* **Your instructions**
Starting at the top of the entries, restate word for word each line up to and including the one with "use rand_chacha::ChaCha8Rng;".

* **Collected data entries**
//! Injectable sources of pseudo-randomness
//!
//! Stages never touch a global RNG. They receive a [`RandomSource`], which is
//! a seeded ChaCha stream in production and a scripted sequence in tests.

use rand::seq::SliceRandom;
use rand::{Rng, SeedableRng};
use rand_chacha::ChaCha8Rng;

/// Source of the random draws a stage needs
pub trait RandomSource {
    /// Draw a value uniformly from `[low, high)`
    fn uniform(&mut self, low: f64, high: f64) -> f64;

    /// Permute `indices` in place
    fn shuffle(&mut self, indices: &mut [usize]);
}

/// Reproducible source backed by ChaCha8 seeded from a `u64`
#[derive(Debug, Clone)]
pub struct SeededRandom {
    rng: ChaCha8Rng,
}

impl SeededRandom {
    pub fn new(seed: u64) -> Self {
        Self {
            rng: ChaCha8Rng::seed_from_u64(seed),
        }
    }
}

impl RandomSource for SeededRandom {
    fn uniform(&mut self, low: f64, high: f64) -> f64 {
        if high <= low {
            return low;
        }
        self.rng.gen_range(low..high)
    }

    fn shuffle(&mut self, indices: &mut [usize]) {
        indices.shuffle(&mut self.rng);
    }
}

/// Deterministic source replaying fixed unit draws and an optional permutation
///
/// Unit values are mapped onto the requested range and cycle when exhausted.
#[derive(Debug, Clone, Default)]
pub struct ScriptedRandom {
    units: Vec<f64>,
    cursor: usize,
    order: Option<Vec<usize>>,
}

impl ScriptedRandom {
    /// Replay `units` (each in `[0, 1)`) for uniform draws
    pub fn new(units: Vec<f64>) -> Self {
        Self {
            units,
            cursor: 0,
            order: None,
        }
    }

    /// Always draw the same unit value
    pub fn constant(unit: f64) -> Self {
        Self::new(vec![unit])
    }

    /// Reorder shuffled slices by `order` (positions into the input slice)
    pub fn with_order(mut self, order: Vec<usize>) -> Self {
        self.order = Some(order);
        self
    }
}

impl RandomSource for ScriptedRandom {
    fn uniform(&mut self, low: f64, high: f64) -> f64 {
        if self.units.is_empty() {
            return low;
        }
        let unit = self.units[self.cursor % self.units.len()];
        self.cursor += 1;
        low + (high - low) * unit
    }

    fn shuffle(&mut self, indices: &mut [usize]) {
        // Identity unless a permutation of matching length was scripted
        if let Some(order) = &self.order {
            if order.len() == indices.len() {
                let original = indices.to_vec();
                for (slot, &from) in indices.iter_mut().zip(order.iter()) {
                    *slot = original[from];
                }
            }
        }
    }
}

* **Completed task**
//! Injectable sources of pseudo-randomness
//!
//! Stages never touch a global RNG. They receive a [`RandomSource`], which is
//! a seeded ChaCha stream in production and a scripted sequence in tests.

use rand::seq::SliceRandom;
use rand::{Rng, SeedableRng};
use rand_chacha::ChaCha8Rng;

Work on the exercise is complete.